• **Work order**: Give the total of lines holding the word "drained" in the records below, and nothing else.

═══ Source information ═══

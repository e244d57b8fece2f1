// Copyright (C) 2026 The Loom MUD Authors
//
// This program is free software: you can redistribute it and/or modify it under
// the terms of the GNU General Public License as published by the Free Software
// Foundation, version 3.
//
// This program is distributed in the hope that it will be useful, but WITHOUT
// ANY WARRANTY; without even the implied warranty of MERCHANTABILITY or FITNESS
// FOR A PARTICULAR PURPOSE. See the GNU General Public License for more details.
//
// You should have received a copy of the GNU General Public License along with
// this program. If not, see <https://www.gnu.org/licenses/>.
//

//! The WebSocket transport. Each text frame is one line of input; the manager sends a ping
//! every `ping_period` and expects a pong within `pong_wait`, transitioning to Zombie on miss.
//! Only one task per framed connection writes control frames, so in async Rust this is a single
//! owned `SplitSink` that only the write task ever touches.

use std::sync::atomic::{AtomicBool, Ordering};
use std::sync::Arc;
use std::time::{Duration, Instant};

use futures_util::stream::{SplitSink, SplitStream};
use futures_util::{SinkExt, StreamExt};
use parking_lot::Mutex;
use tokio::net::TcpStream;
use tokio_tungstenite::tungstenite::Message;
use tokio_tungstenite::WebSocketStream;

pub struct FramedWriter(SplitSink<WebSocketStream<TcpStream>, Message>);
pub struct FramedReader(SplitStream<WebSocketStream<TcpStream>>);

pub async fn accept(raw: TcpStream) -> eyre::Result<(FramedWriter, FramedReader)> {
    let socket = tokio_tungstenite::accept_async(raw).await?;
    let (sink, stream) = socket.split();
    Ok((FramedWriter(sink), FramedReader(stream)))
}

impl FramedReader {
    /// One text frame is one submitted line; anything else (binary, close) surfaces as `None`
    /// so the caller can decide whether that's an end-of-connection signal. Pong frames are
    /// swallowed here and reported through the return value so the caller can feed the
    /// heartbeat controller.
    pub async fn read_event(&mut self) -> Option<FramedEvent> {
        loop {
            match self.0.next().await? {
                Ok(Message::Text(text)) => return Some(FramedEvent::Line(text.to_string())),
                Ok(Message::Pong(_)) => return Some(FramedEvent::Pong),
                Ok(Message::Close(_)) => return None,
                Ok(_) => continue,
                Err(_) => return None,
            }
        }
    }
}

pub enum FramedEvent {
    Line(String),
    Pong,
}

impl FramedWriter {
    pub async fn write_line(&mut self, text: &str) -> eyre::Result<()> {
        self.0.send(Message::Text(text.to_string().into())).await?;
        Ok(())
    }

    pub async fn send_ping(&mut self) -> eyre::Result<()> {
        self.0.send(Message::Ping(Vec::new().into())).await?;
        Ok(())
    }
}

/// Tracks the last pong time for a framed connection so the periodic maintenance sweep can
/// decide whether `pong_wait` has elapsed, transitioning the connection to Zombie exactly once.
pub struct HeartbeatController {
    last_pong: Mutex<Instant>,
    zombied: AtomicBool,
}

impl HeartbeatController {
    pub fn new() -> Arc<Self> {
        Arc::new(Self { last_pong: Mutex::new(Instant::now()), zombied: AtomicBool::new(false) })
    }

    pub fn record_pong(&self) {
        *self.last_pong.lock() = Instant::now();
    }

    /// Returns `true` the first time `pong_wait` has been exceeded; returns `false` on every
    /// subsequent call so the caller transitions to Zombie exactly once.
    pub fn check_timeout(&self, pong_wait: Duration) -> bool {
        if self.zombied.load(Ordering::Relaxed) {
            return false;
        }
        if self.last_pong.lock().elapsed() > pong_wait {
            self.zombied.store(true, Ordering::Relaxed);
            return true;
        }
        false
    }
}

#[cfg(test)]
mod tests {
    use super::*;

    #[test]
    fn heartbeat_fires_zombie_transition_exactly_once() {
        let hb = HeartbeatController::new();
        std::thread::sleep(Duration::from_millis(5));
        assert!(hb.check_timeout(Duration::from_millis(1)));
        assert!(!hb.check_timeout(Duration::from_millis(1)));
    }

    #[test]
    fn recording_a_pong_resets_the_window() {
        let hb = HeartbeatController::new();
        std::thread::sleep(Duration::from_millis(5));
        hb.record_pong();
        assert!(!hb.check_timeout(Duration::from_millis(1000)));
    }
}
impl Scheduler {
    #[allow(clippy::too_many_arguments)]
    pub fn new(
        world: World,
        clock: ClockConfig,
        npc: &NpcConfig,
        commands: CommandTable,
        keywords: KeywordAliasTable,
        emotes: EmoteAliasTable,
        broadcaster: Arc<dyn Broadcaster>,
        scripts: ScriptRuntime,
        pathfinder: Box<dyn Pathfinder>,
        conversations: Box<dyn ConversationDriver>,
        registry: Arc<parking_lot::Mutex<UserRegistry>>,
        input_rx: Receiver<(Actor, String)>,
        control_rx: Receiver<SchedulerControl>,
        shutdown_rx: Receiver<()>,
    ) -> Self {
        let command_flags = Arc::new(Mutex::new(HashMap::new()));
        let pending_emitted = Arc::new(Mutex::new(Vec::new()));

        let mut listeners = ListenerRegistry::new();
        listeners.register(
            crate::event::EventKind::Input,
            ListenerPriority::Normal,
            Box::new(CommandDispatchListener {
                table: Arc::new(commands),
                keywords,
                emotes,
                broadcaster: broadcaster.clone(),
                scripts,
                flags_out: command_flags.clone(),
                pending_out: pending_emitted.clone(),
            }),
        );
        listeners.register(
            crate::event::EventKind::Broadcast,
            ListenerPriority::Normal,
            Box::new(BroadcastListener { broadcaster: broadcaster.clone() }),
        );

        Self {
            queue: EventQueue::new(),
            listeners,
            world,
            broadcaster,
            pathfinder,
            conversations,
            hostility: HostilityLedger::default(),
            npc_config: NpcRoundConfig {
                max_mob_boredom: npc.max_mob_boredom,
                mob_unload_threshold: npc.mob_unload_threshold,
                command_delay_turns: npc.command_delay_turns,
                home_impossible_damage_pct: npc.home_impossible_damage_pct,
            },
            rng: StdRng::from_os_rng(),
            clock,
            current_turn: Turn::ZERO,
            blocked_actors: HashSet::new(),
            command_flags,
            pending_emitted,
            registry,
            input_rx,
            control_rx,
            shutdown_rx,
        }
    }

    /// Applies a login or logout request, run inline with the rest of the turn so `World`
    /// membership only ever changes from the scheduler's own thread.
    fn apply_control(&mut self, control: SchedulerControl) {
        match control {
            SchedulerControl::Login { user, connection } => {
                // A zombied connection reconnecting rebinds the existing online user rather
                // than spawning a second one and re-announcing PlayerSpawn.
                if let Some(online) = self.world.online_user_mut(user) {
                    online.connection_id = connection;
                    return;
                }
                let character = match self.registry.lock().user(user) {
                    Some(u) => u.character.clone(),
                    None => {
                        warn!(user = user.0, "login control for unknown user");
                        return;
                    }
                };
                let room = character.room_id;
                if let Err(e) = self.world.load_room(room) {
                    warn!(user = user.0, room = ?room, error = %e, "failed to load home room on login");
                }
                self.world.spawn_user(user, connection, character);
                self.enqueue(Event::new(EventBody::PlayerSpawn { user, room }, Priority::NOTIFY, self.current_turn));
            }
            SchedulerControl::Logout { user } => {
                if let Some(online) = self.world.despawn_user(user) {
                    let room = online.character.room_id;
                    if let Some(registry_user) = self.registry.lock().user_mut(user) {
                        registry_user.character = online.character;
                    }
                    self.enqueue(Event::new(EventBody::PlayerDespawn { user, room }, Priority::NOTIFY, self.current_turn));
                }
            }
        }
    }

    pub fn current_turn(&self) -> Turn {
        self.current_turn
    }

    pub fn world(&self) -> &World {
        &self.world
    }

    pub fn world_mut(&mut self) -> &mut World {
        &mut self.world
    }

    pub fn listeners_mut(&mut self) -> &mut ListenerRegistry {
        &mut self.listeners
    }

    /// Queues an event for dispatch, subject to the queue's own dedup/defer rules.
    pub fn enqueue(&mut self, event: Event) -> bool {
        self.queue.enqueue(event, self.current_turn)
    }

    pub fn submit_input(&mut self, actor: Actor, text: String) -> bool {
        self.enqueue(Event::new(EventBody::Input { actor, text }, Priority::INPUT, self.current_turn))
    }

    /// Advances the clock by exactly one turn: promotes deferred events, emits `NewTurn`/
    /// `NewRound`, runs the NPC autonomy pass on round boundaries, then drains ready events under
    /// the per-turn work budget and fairness rules.
    pub fn tick(&mut self) {
        self.current_turn = self.current_turn.succ();
        self.queue.promote_ready(self.current_turn);

        self.enqueue(Event::new(EventBody::NewTurn { turn: self.current_turn }, Priority::CLOCK, self.current_turn));

        if self.current_turn.0 % self.clock.turns_per_round == 0 {
            let round = self.current_turn.round(self.clock.turns_per_round);
            self.enqueue(Event::new(EventBody::NewRound { round }, Priority::CLOCK, self.current_turn));
            self.run_npc_round();
            self.hostility.decay();
            for evicted in self.world.tick_eviction() {
                tracing::debug!(room = ?evicted, "room evicted on round boundary");
            }
        }

        self.drain_turn();
    }

    fn run_npc_round(&mut self) {
        let outcome = npc::run_round(
            &mut self.world,
            self.pathfinder.as_ref(),
            self.conversations.as_ref(),
            &self.npc_config,
            self.current_turn,
            &mut self.rng,
        );
        for event in outcome.queued {
            self.enqueue(event);
        }
        for (instance, mob, room) in outcome.despawned {
            self.enqueue(Event::new(
                EventBody::MobDeath { instance, mob, room },
                Priority::NOTIFY,
                self.current_turn,
            ));
        }
    }

    fn drain_turn(&mut self) {
        let mut input_done_this_turn: HashSet<Actor> = HashSet::new();
        let mut requeue_for_next: Vec<Event> = Vec::new();
        let next_turn = self.current_turn.succ();
        let mut drained = 0usize;

        while drained < self.clock.per_turn_work_budget {
            let Some(mut event) = self.queue.pop_ready() else { break };
            drained += 1;

            if let Some(actor) = event.body.fairness_actor() {
                if input_done_this_turn.contains(&actor) || self.blocked_actors.contains(&actor) {
                    // Fairness rule 1/2: hold this actor's second input (or a blocked actor's
                    // input) for the next turn rather than dispatching it now.
                    event.is_requeue = true;
                    event.ready_turn = next_turn;
                    requeue_for_next.push(event);
                    continue;
                }
            }

            let directive = self.listeners.dispatch(&event, &mut self.world);

            if let Some(actor) = event.body.fairness_actor() {
                input_done_this_turn.insert(actor);
                if let Some(flags) = self.command_flags.lock().unwrap().remove(&actor) {
                    if flags.block_input {
                        self.blocked_actors.insert(actor);
                    }
                    if flags.unblock_input {
                        self.blocked_actors.remove(&actor);
                    }
                    // `block_input_until_complete` blocks only for the handler's own (already
                    // synchronous) execution, so by the time we observe the flag there is
                    // nothing further to hold.
                }
            }

            match directive {
                Directive::Continue | Directive::Cancel => {}
                Directive::CancelAndRequeue => {
                    if event.is_requeue {
                        warn!(?event, "dropping event after exceeding one requeue cycle");
                    } else {
                        event.is_requeue = true;
                        event.ready_turn = next_turn;
                        requeue_for_next.push(event);
                    }
                }
            }
        }

        // Work that exceeded the budget is requeued rather than dropped.
        while let Some(mut event) = self.queue.pop_ready() {
            event.is_requeue = true;
            event.ready_turn = next_turn;
            requeue_for_next.push(event);
        }

        for event in requeue_for_next {
            self.queue.enqueue(event, self.current_turn);
        }

        // Events emitted by listeners/handlers during this drain become visible only next cycle.
        let emitted: Vec<Event> = self.pending_emitted.lock().unwrap().drain(..).collect();
        for event in emitted {
            self.queue.enqueue(event, self.current_turn);
        }
    }

    /// The main worker loop: ticks every `turn_ms`, draining the connection-input channel
    /// and the shutdown channel cooperatively in between ticks. Returns when the shutdown channel
    /// fires, always finishing the turn already in progress first.
    pub fn run(mut self) {
        let turn_period = Duration::from_millis(self.clock.turn_ms);
        loop {
            let tick_deadline = Instant::now() + turn_period;
            loop {
                let remaining = tick_deadline.saturating_duration_since(Instant::now());
                if remaining.is_zero() {
                    break;
                }
                select! {
                    recv(self.input_rx) -> msg => {
                        if let Ok((actor, text)) = msg {
                            self.submit_input(actor, text);
                        }
                    }
                    recv(self.control_rx) -> msg => {
                        if let Ok(control) = msg {
                            self.apply_control(control);
                        }
                    }
                    recv(self.shutdown_rx) -> _ => return,
                    default(remaining) => break,
                }
            }
            self.tick();
        }
    }
}
// Copyright (C) 2026 The Loom MUD Authors
//
// This program is free software: you can redistribute it and/or modify it under
// the terms of the GNU General Public License as published by the Free Software
// Foundation, version 3.
//
// This program is distributed in the hope that it will be useful, but WITHOUT
// ANY WARRANTY; without even the implied warranty of MERCHANTABILITY or FITNESS
// FOR A PARTICULAR PURPOSE. See the GNU General Public License for more details.
//
// You should have received a copy of the GNU General Public License along with
// this program. If not, see <https://www.gnu.org/licenses/>.
//

use std::collections::{HashMap, HashSet};

use indexmap::IndexMap;
use mud_common::{InstanceId, RoomId, UserId};
use serde::{Deserialize, Serialize};

#[derive(Clone, Debug, Serialize, Deserialize)]
pub struct Exit {
    pub target: RoomId,
    pub locked: bool,
    pub secret: bool,
}

#[derive(Clone, Debug, Default, Serialize, Deserialize)]
pub struct GroundItem {
    pub name: String,
    pub quantity: u32,
}

#[derive(Clone, Debug, Default, Serialize, Deserialize)]
pub struct Container {
    pub name: String,
    pub contents: Vec<String>,
}

/// A room/zone modifier that changes description, exits, or events while active. Mutators are
/// content-store data the core only carries and serializes; their effects are applied by
/// scripts, not hardcoded here.
#[derive(Clone, Debug, Default, Serialize, Deserialize)]
pub struct Mutator {
    pub name: String,
    pub rounds_remaining: Option<u32>,
}

/// Persistent room state as loaded from the content store, plus load-transient runtime
/// counters used only for eviction scheduling (never serialized back).
#[derive(Clone, Debug, Serialize, Deserialize)]
pub struct Room {
    pub id: RoomId,
    pub title: String,
    pub description: String,
    pub exits: IndexMap<String, Exit>,
    #[serde(default)]
    pub present_users: HashSet<UserId>,
    #[serde(default)]
    pub present_npcs: HashSet<InstanceId>,
    #[serde(default)]
    pub ground_items: Vec<GroundItem>,
    #[serde(default)]
    pub containers: HashMap<String, Container>,
    #[serde(default)]
    pub mutators: Vec<Mutator>,
    /// Path to this room's hook script, relative to the content store's `scripts/` directory.
    /// Run on entry and on every command dispatched in the room; `None` means the room has no
    /// script attached.
    #[serde(default)]
    pub script: Option<String>,

    /// Rounds since this room was last non-empty/active; reset whenever a user or NPC is
    /// present or a relevant action occurs. Not serialized: always starts at zero on load.
    #[serde(skip, default)]
    pub idle_rounds: u64,
    /// Number of times this room has been (re)loaded after eviction, used only to decide
    /// whether a save-on-evict is owed. Not serialized.
    #[serde(skip, default)]
    pub load_count: u32,
}

impl Room {
    pub fn new(id: RoomId, title: impl Into<String>, description: impl Into<String>) -> Self {
        Self {
            id,
            title: title.into(),
            description: description.into(),
            exits: IndexMap::new(),
            present_users: HashSet::new(),
            present_npcs: HashSet::new(),
            ground_items: Vec::new(),
            containers: HashMap::new(),
            mutators: Vec::new(),
            script: None,
            idle_rounds: 0,
            load_count: 0,
        }
    }

    pub fn is_empty_of_activity(&self) -> bool {
        self.present_users.is_empty() && self.present_npcs.is_empty()
    }

    pub fn is_dirty_for_save(&self) -> bool {
        !self.containers.is_empty() || !self.mutators.is_empty()
    }
}

#[cfg(test)]
mod tests {
    use super::*;

    #[test]
    fn serialize_then_deserialize_round_trips_persistent_fields() {
        let mut room = Room::new(RoomId(1), "Foyer", "A dim foyer.");
        room.exits.insert(
            "north".to_string(),
            Exit { target: RoomId(2), locked: false, secret: false },
        );
        room.idle_rounds = 42; // transient, should not round-trip
        let yaml = serde_yaml::to_string(&room).unwrap();
        let restored: Room = serde_yaml::from_str(&yaml).unwrap();
        assert_eq!(restored.id, room.id);
        assert_eq!(restored.title, room.title);
        assert_eq!(restored.exits.len(), 1);
        assert_eq!(restored.idle_rounds, 0);
    }
}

═══

• **Task result**: 3